A religious liberty law firm is awaiting a federal appeals court ruling that affects its client, a licensed professional counselor who demands the First Amendment right to free speech for his clients, and for himself, in the privacy of a counseling session.
Oral argument took place Monday at the Fourth Circuit Court of Appeals, where Liberty Counsel asked the court to reverse a judge’s decision that dismissed Liberty Counsel’s lawsuit and thus upheld Maryland’s counseling ban.
Gov. Larry Hogan signed SB 1028 in 2018, joining other states that have been convinced by homosexual, lesbian, and transgender activists that counseling people with unwanted same-sex attraction is harmful and should be prohibited.
Staver
Liberty Counsel is representing Christopher Doyle, who is himself a former homosexual and has become a hated figure for claiming he is not longer attracted to men and insists others can change, too.
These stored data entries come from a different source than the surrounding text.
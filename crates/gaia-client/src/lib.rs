//! High-level client for applications that consume secrets from a Gaia
//! daemon.
//!
//! Connects over mutual TLS with the certificate pair the daemon operator
//! issued for this client. The daemon attributes every request to the
//! certificate's subject CN; there is nothing to configure beyond the
//! certificate itself.
//!
//! ```no_run
//! # async fn example() -> Result<(), gaia_client::ClientError> {
//! use gaia_client::Client;
//! use gaia_client::ClientConfig;
//!
//! let mut client = Client::connect(ClientConfig {
//!     address: "localhost:50051".to_string(),
//!     ca_cert: "/etc/gaia/certs/ca.crt".into(),
//!     client_cert: "/etc/gaia/certs/web-a.crt".into(),
//!     client_key: "/etc/gaia/certs/web-a.key".into(),
//!     ..ClientConfig::default()
//! })
//! .await?;
//!
//! let db_url = client.get_secret("prod", "db_url").await?;
//! # let _ = db_url;
//! # Ok(())
//! # }
//! ```

use std::collections::BTreeMap;
use std::path::PathBuf;
use std::time::Duration;

use gaia_core::constants::ENV_VAR_PREFIX;
use gaia_proto::GaiaClientClient;
use gaia_proto::v1::GetCommonSecretsRequest;
use gaia_proto::v1::GetNamespacesRequest;
use gaia_proto::v1::GetSecretRequest;
use gaia_proto::v1::GetStatusRequest;
use thiserror::Error;
use tonic::transport::Certificate;
use tonic::transport::Channel;
use tonic::transport::ClientTlsConfig;
use tonic::transport::Identity;
use tracing::debug;

/// Errors from the client library.
#[derive(Debug, Error)]
pub enum ClientError {
    /// A TLS material file could not be read.
    #[error("could not read credential file '{path}': {source}")]
    Credentials {
        /// The file that failed to load.
        path: PathBuf,
        /// The underlying I/O error.
        source: std::io::Error,
    },

    /// The channel could not be established.
    #[error("could not connect to gaia daemon: {0}")]
    Connect(#[from] tonic::transport::Error),

    /// The daemon rejected the request.
    #[error("rpc failed: {0}")]
    Rpc(#[from] tonic::Status),
}

/// Connection settings.
#[derive(Debug, Clone)]
pub struct ClientConfig {
    /// Daemon address as `host:port`.
    pub address: String,
    /// Path to the Gaia CA certificate.
    pub ca_cert: PathBuf,
    /// Path to this client's certificate.
    pub client_cert: PathBuf,
    /// Path to this client's private key.
    pub client_key: PathBuf,
    /// Server name expected on the daemon's certificate.
    pub domain_name: String,
    /// Connection timeout.
    pub timeout: Duration,
}

impl Default for ClientConfig {
    fn default() -> Self {
        Self {
            address: "localhost:50051".to_string(),
            ca_cert: PathBuf::from("ca.crt"),
            client_cert: PathBuf::from("client.crt"),
            client_key: PathBuf::from("client.key"),
            domain_name: "localhost".to_string(),
            timeout: Duration::from_secs(5),
        }
    }
}

/// A connected Gaia client.
pub struct Client {
    inner: GaiaClientClient<Channel>,
}

impl Client {
    /// Load the TLS material and establish the mTLS channel.
    pub async fn connect(config: ClientConfig) -> Result<Self, ClientError> {
        let ca = read_credential(&config.ca_cert).await?;
        let cert = read_credential(&config.client_cert).await?;
        let key = read_credential(&config.client_key).await?;

        let tls = ClientTlsConfig::new()
            .ca_certificate(Certificate::from_pem(ca))
            .identity(Identity::from_pem(cert, key))
            .domain_name(config.domain_name.clone());

        let endpoint = Channel::from_shared(format!("https://{}", config.address))
            .map_err(|e| ClientError::Rpc(tonic::Status::invalid_argument(format!("invalid address: {e}"))))?
            .tls_config(tls)?
            .connect_timeout(config.timeout)
            .timeout(config.timeout);

        let channel = endpoint.connect().await?;
        debug!(address = %config.address, "connected to gaia daemon");

        Ok(Self {
            inner: GaiaClientClient::new(channel),
        })
    }

    /// Fetch one secret from a namespace this client is authorized for.
    pub async fn get_secret(&mut self, namespace: &str, id: &str) -> Result<String, ClientError> {
        let response = self
            .inner
            .get_secret(GetSecretRequest {
                namespace: namespace.to_string(),
                id: id.to_string(),
            })
            .await?;
        Ok(response.into_inner().value)
    }

    /// Fetch the shared common area as `namespace -> id -> value`,
    /// optionally restricted to one namespace.
    pub async fn get_common_secrets(
        &mut self,
        namespace: Option<&str>,
    ) -> Result<BTreeMap<String, BTreeMap<String, String>>, ClientError> {
        let response = self
            .inner
            .get_common_secrets(GetCommonSecretsRequest {
                namespace: namespace.map(str::to_string),
            })
            .await?;

        let mut secrets = BTreeMap::new();
        for namespace in response.into_inner().namespaces {
            let entries = namespace.secrets.into_iter().map(|s| (s.id, s.value)).collect();
            secrets.insert(namespace.name, entries);
        }
        Ok(secrets)
    }

    /// The namespaces this client can read: its own plus the common ones.
    pub async fn get_namespaces(&mut self) -> Result<Vec<String>, ClientError> {
        let response = self.inner.get_namespaces(GetNamespacesRequest {}).await?;
        Ok(response.into_inner().namespaces)
    }

    /// The daemon's lifecycle status string.
    pub async fn get_status(&mut self) -> Result<String, ClientError> {
        let response = self.inner.get_status(GetStatusRequest {}).await?;
        Ok(response.into_inner().status)
    }

    /// Fetch the common area and inject it into this process's
    /// environment as `GAIA_<NAMESPACE>_<KEY>` (uppercased, hyphens
    /// converted to underscores).
    pub async fn load_env(&mut self) -> Result<(), ClientError> {
        let secrets = self.get_common_secrets(None).await?;
        for (namespace, entries) in secrets {
            for (id, value) in entries {
                std::env::set_var(env_var_name(&namespace, &id), value);
            }
        }
        Ok(())
    }
}

async fn read_credential(path: &PathBuf) -> Result<Vec<u8>, ClientError> {
    tokio::fs::read(path).await.map_err(|source| ClientError::Credentials {
        path: path.clone(),
        source,
    })
}

/// Environment variable name for an injected secret.
fn env_var_name(namespace: &str, id: &str) -> String {
    format!("{ENV_VAR_PREFIX}_{namespace}_{id}").to_uppercase().replace('-', "_")
}

#[cfg(test)]
mod tests {
    use super::*;

    #[test]
    fn env_var_names_are_uppercased_with_underscores() {
        assert_eq!(env_var_name("common", "db_url"), "GAIA_COMMON_DB_URL");
        assert_eq!(env_var_name("web-tier", "api-key"), "GAIA_WEB_TIER_API_KEY");
    }

    #[test]
    fn default_config_targets_localhost() {
        let config = ClientConfig::default();
        assert_eq!(config.address, "localhost:50051");
        assert_eq!(config.domain_name, "localhost");
    }
}
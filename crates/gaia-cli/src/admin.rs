//! Admin RPC channel.
//!
//! Connects to the daemon over mTLS with the operator certificate minted at
//! init. All administration except `init` and `start` goes through here.

use std::collections::BTreeMap;
use std::path::Path;
use std::time::Duration;

use anyhow::Context;
use anyhow::Result;
use gaia_daemon::DaemonConfig;
use gaia_proto::GaiaAdminClient;
use gaia_proto::v1::*;
use tonic::transport::Certificate;
use tonic::transport::Channel;
use tonic::transport::ClientTlsConfig;
use tonic::transport::Identity;

const CONNECT_TIMEOUT: Duration = Duration::from_secs(5);

/// An authenticated admin connection.
pub struct AdminChannel {
    client: GaiaAdminClient<Channel>,
}

impl AdminChannel {
    /// Connect with the operator certificate from the config's certs
    /// directory.
    pub async fn connect(config: &DaemonConfig) -> Result<Self> {
        let certs_dir = config.certs_dir();
        let ca = read_pem(&gaia_pki::disk::ca_cert_path(&certs_dir))?;
        let cert = read_pem(&config.admin_cert_path())?;
        let key = read_pem(&config.admin_key_path())?;

        let tls = ClientTlsConfig::new()
            .ca_certificate(Certificate::from_pem(ca))
            .identity(Identity::from_pem(cert, key))
            .domain_name(config.server_name.clone());

        let address = dial_address(&config.listen_addr);
        let channel = Channel::from_shared(format!("https://{address}"))
            .context("invalid daemon address")?
            .tls_config(tls)
            .context("invalid TLS configuration")?
            .connect_timeout(CONNECT_TIMEOUT)
            .connect()
            .await
            .context("could not connect to the daemon; is it running?")?;

        Ok(Self {
            client: GaiaAdminClient::new(channel),
        })
    }

    pub async fn status(&mut self) -> Result<String> {
        let response = self.client.get_status(GetStatusRequest {}).await?;
        Ok(response.into_inner().status)
    }

    pub async fn stop(&mut self) -> Result<()> {
        self.client.stop(StopRequest {}).await?;
        Ok(())
    }

    pub async fn unlock(&mut self, passphrase: &str) -> Result<()> {
        self.client
            .unlock(UnlockRequest {
                passphrase: passphrase.to_string(),
            })
            .await?;
        Ok(())
    }

    pub async fn lock(&mut self) -> Result<()> {
        self.client.lock(LockRequest {}).await?;
        Ok(())
    }

    pub async fn register_client(&mut self, name: &str) -> Result<(String, String)> {
        let response = self
            .client
            .register_client(RegisterClientRequest {
                client_name: name.to_string(),
            })
            .await?
            .into_inner();
        Ok((response.certificate, response.private_key))
    }

    pub async fn list_clients(&mut self) -> Result<Vec<(String, String)>> {
        let response = self.client.list_clients(ListClientsRequest {}).await?.into_inner();
        Ok(response.clients.into_iter().map(|c| (c.name, c.time_created)).collect())
    }

    pub async fn revoke_client(&mut self, name: &str) -> Result<()> {
        self.client
            .revoke_client(RevokeClientRequest {
                client_name: name.to_string(),
            })
            .await?;
        Ok(())
    }

    pub async fn add_secret(&mut self, client: &str, namespace: &str, id: &str, value: &str) -> Result<()> {
        self.client
            .add_secret(AddSecretRequest {
                client_name: client.to_string(),
                namespace: namespace.to_string(),
                id: id.to_string(),
                value: value.to_string(),
            })
            .await?;
        Ok(())
    }

    pub async fn delete_secret(&mut self, client: &str, namespace: &str, id: &str) -> Result<()> {
        self.client
            .delete_secret(DeleteSecretRequest {
                client_name: client.to_string(),
                namespace: namespace.to_string(),
                id: id.to_string(),
            })
            .await?;
        Ok(())
    }

    pub async fn list_secrets(&mut self, client: &str) -> Result<BTreeMap<String, BTreeMap<String, String>>> {
        let response = self
            .client
            .list_secrets(ListSecretsRequest {
                client_name: client.to_string(),
            })
            .await?
            .into_inner();

        let mut all = BTreeMap::new();
        for namespace in response.namespaces {
            let entries = namespace.secrets.into_iter().map(|s| (s.id, s.value)).collect();
            all.insert(namespace.name, entries);
        }
        Ok(all)
    }

    pub async fn list_namespaces(&mut self, client: &str) -> Result<Vec<String>> {
        let response = self
            .client
            .list_namespaces(ListNamespacesRequest {
                client_name: client.to_string(),
            })
            .await?
            .into_inner();
        Ok(response.namespaces)
    }

    /// Stream a bulk import: the config frame, then one frame per item.
    pub async fn import_secrets(&mut self, items: Vec<ImportSecretItem>, overwrite: bool) -> Result<u32> {
        let mut frames = Vec::with_capacity(items.len() + 1);
        frames.push(ImportSecretsRequest {
            payload: Some(import_secrets_request::Payload::Config(ImportConfig { overwrite })),
        });
        frames.extend(items.into_iter().map(|item| ImportSecretsRequest {
            payload: Some(import_secrets_request::Payload::Item(item)),
        }));

        let response = self.client.import_secrets(tokio_stream::iter(frames)).await?.into_inner();
        Ok(response.secrets_imported)
    }
}

fn read_pem(path: &Path) -> Result<Vec<u8>> {
    std::fs::read(path).with_context(|| format!("could not read '{}'", path.display()))
}

/// Where to dial for a given listen address: wildcard binds map to
/// localhost.
fn dial_address(listen_addr: &str) -> String {
    match listen_addr.rsplit_once(':') {
        Some((host, port)) if host == "0.0.0.0" || host == "[::]" || host.is_empty() => {
            format!("localhost:{port}")
        }
        _ => listen_addr.to_string(),
    }
}

#[cfg(test)]
mod tests {
    use super::*;

    #[test]
    fn wildcard_listen_addresses_dial_localhost() {
        assert_eq!(dial_address("0.0.0.0:50051"), "localhost:50051");
        assert_eq!(dial_address("[::]:50051"), "localhost:50051");
        assert_eq!(dial_address(":50051"), "localhost:50051");
    }

    #[test]
    fn explicit_listen_addresses_are_dialed_directly() {
        assert_eq!(dial_address("127.0.0.1:50051"), "127.0.0.1:50051");
        assert_eq!(dial_address("10.0.0.5:60051"), "10.0.0.5:60051");
    }
}
//! Daemon configuration.
//!
//! Layered: built-in defaults, then an optional TOML file, then environment
//! variables. CLI flags are applied on top by the binary.

use std::path::Path;
use std::path::PathBuf;

use gaia_core::GaiaError;
use gaia_core::Result;
use gaia_core::constants::AUDIT_LOG_FILE_NAME;
use gaia_core::constants::CERTS_DIR_NAME;
use gaia_core::constants::DB_FILE_NAME;
use serde::Deserialize;
use serde::Serialize;

/// Environment variable overriding the data directory.
pub const ENV_DATA_DIR: &str = "GAIA_DATA_DIR";
/// Environment variable overriding the listen address.
pub const ENV_LISTEN_ADDR: &str = "GAIA_LISTEN_ADDR";

/// Settings for the daemon and the admin tooling.
#[derive(Debug, Clone, Serialize, Deserialize)]
#[serde(default)]
pub struct DaemonConfig {
    /// Directory holding the database, certificates, and audit log.
    pub data_dir: PathBuf,
    /// TCP address the mTLS listener binds.
    pub listen_addr: String,
    /// DNS name stamped into the server certificate alongside `localhost`.
    pub server_name: String,
    /// Common name of the root CA generated at init.
    pub ca_common_name: String,
    /// Common name of the operator certificate. Admin authority is this CN
    /// by convention.
    pub operator_name: String,
}

impl Default for DaemonConfig {
    fn default() -> Self {
        Self {
            data_dir: PathBuf::from("."),
            listen_addr: "127.0.0.1:50051".to_string(),
            server_name: "localhost".to_string(),
            ca_common_name: "gaia-root-ca".to_string(),
            operator_name: "gaia-admin".to_string(),
        }
    }
}

impl DaemonConfig {
    /// Load configuration: defaults, then the TOML file if given, then
    /// environment overrides.
    pub fn load(path: Option<&Path>) -> Result<Self> {
        let mut config = match path {
            Some(path) => {
                let raw = std::fs::read_to_string(path).map_err(|e| GaiaError::Config {
                    reason: format!("could not read config file '{}': {e}", path.display()),
                })?;
                toml::from_str(&raw).map_err(|e| GaiaError::Config {
                    reason: format!("could not parse config file '{}': {e}", path.display()),
                })?
            }
            None => Self::default(),
        };
        config.apply_env_overrides();
        Ok(config)
    }

    /// Apply `GAIA_DATA_DIR` and `GAIA_LISTEN_ADDR` if set.
    pub fn apply_env_overrides(&mut self) {
        if let Ok(dir) = std::env::var(ENV_DATA_DIR) {
            if !dir.is_empty() {
                self.data_dir = PathBuf::from(dir);
            }
        }
        if let Ok(addr) = std::env::var(ENV_LISTEN_ADDR) {
            if !addr.is_empty() {
                self.listen_addr = addr;
            }
        }
    }

    /// Path of the database file.
    pub fn db_path(&self) -> PathBuf {
        self.data_dir.join(DB_FILE_NAME)
    }

    /// Directory holding the PEM material.
    pub fn certs_dir(&self) -> PathBuf {
        self.data_dir.join(CERTS_DIR_NAME)
    }

    /// Path of the structured audit log.
    pub fn audit_log_path(&self) -> PathBuf {
        self.data_dir.join(AUDIT_LOG_FILE_NAME)
    }

    /// Path of the operator certificate minted at init.
    pub fn admin_cert_path(&self) -> PathBuf {
        self.certs_dir().join(format!("{}.crt", self.operator_name))
    }

    /// Path of the operator private key minted at init.
    pub fn admin_key_path(&self) -> PathBuf {
        self.certs_dir().join(format!("{}.key", self.operator_name))
    }
}

#[cfg(test)]
mod tests {
    use super::*;

    #[test]
    fn defaults_are_sane() {
        let config = DaemonConfig::default();
        assert_eq!(config.listen_addr, "127.0.0.1:50051");
        assert_eq!(config.server_name, "localhost");
        assert!(config.db_path().ends_with("gaia.db"));
        assert!(config.certs_dir().ends_with("certs"));
    }

    #[test]
    fn toml_file_overrides_defaults() {
        let dir = tempfile::tempdir().unwrap();
        let path = dir.path().join("gaia.toml");
        std::fs::write(&path, "listen_addr = \"0.0.0.0:60051\"\ndata_dir = \"/var/lib/gaia\"\n").unwrap();

        let config = DaemonConfig::load(Some(&path)).unwrap();
        assert_eq!(config.listen_addr, "0.0.0.0:60051");
        assert_eq!(config.data_dir, PathBuf::from("/var/lib/gaia"));
        // Untouched fields keep their defaults.
        assert_eq!(config.server_name, "localhost");
    }

    #[test]
    fn missing_config_file_is_an_error() {
        let err = DaemonConfig::load(Some(Path::new("/nonexistent/gaia.toml"))).unwrap_err();
        assert!(matches!(err, GaiaError::Config { .. }));
    }

    #[test]
    fn derived_paths_hang_off_data_dir() {
        let mut config = DaemonConfig::default();
        config.data_dir = PathBuf::from("/srv/gaia");
        assert_eq!(config.db_path(), PathBuf::from("/srv/gaia/gaia.db"));
        assert_eq!(config.audit_log_path(), PathBuf::from("/srv/gaia/gaia_audit.log"));
        assert_eq!(config.admin_cert_path(), PathBuf::from("/srv/gaia/certs/gaia-admin.crt"));
    }
}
Liberty Counsel attorney Mat Staver tells OneNewsNow that any counseling client, for any reason, has the right to “self-determination” when they sit down with a counselor. They should also have the right, he adds, to state the objective of the counseling session itself.
“And if their objective is to be affirmed,” Staver insists, “that’s permissible.”
Yet it is not legally permissible in Maryland and other states where LGBT activists have now won numerous legislative victories.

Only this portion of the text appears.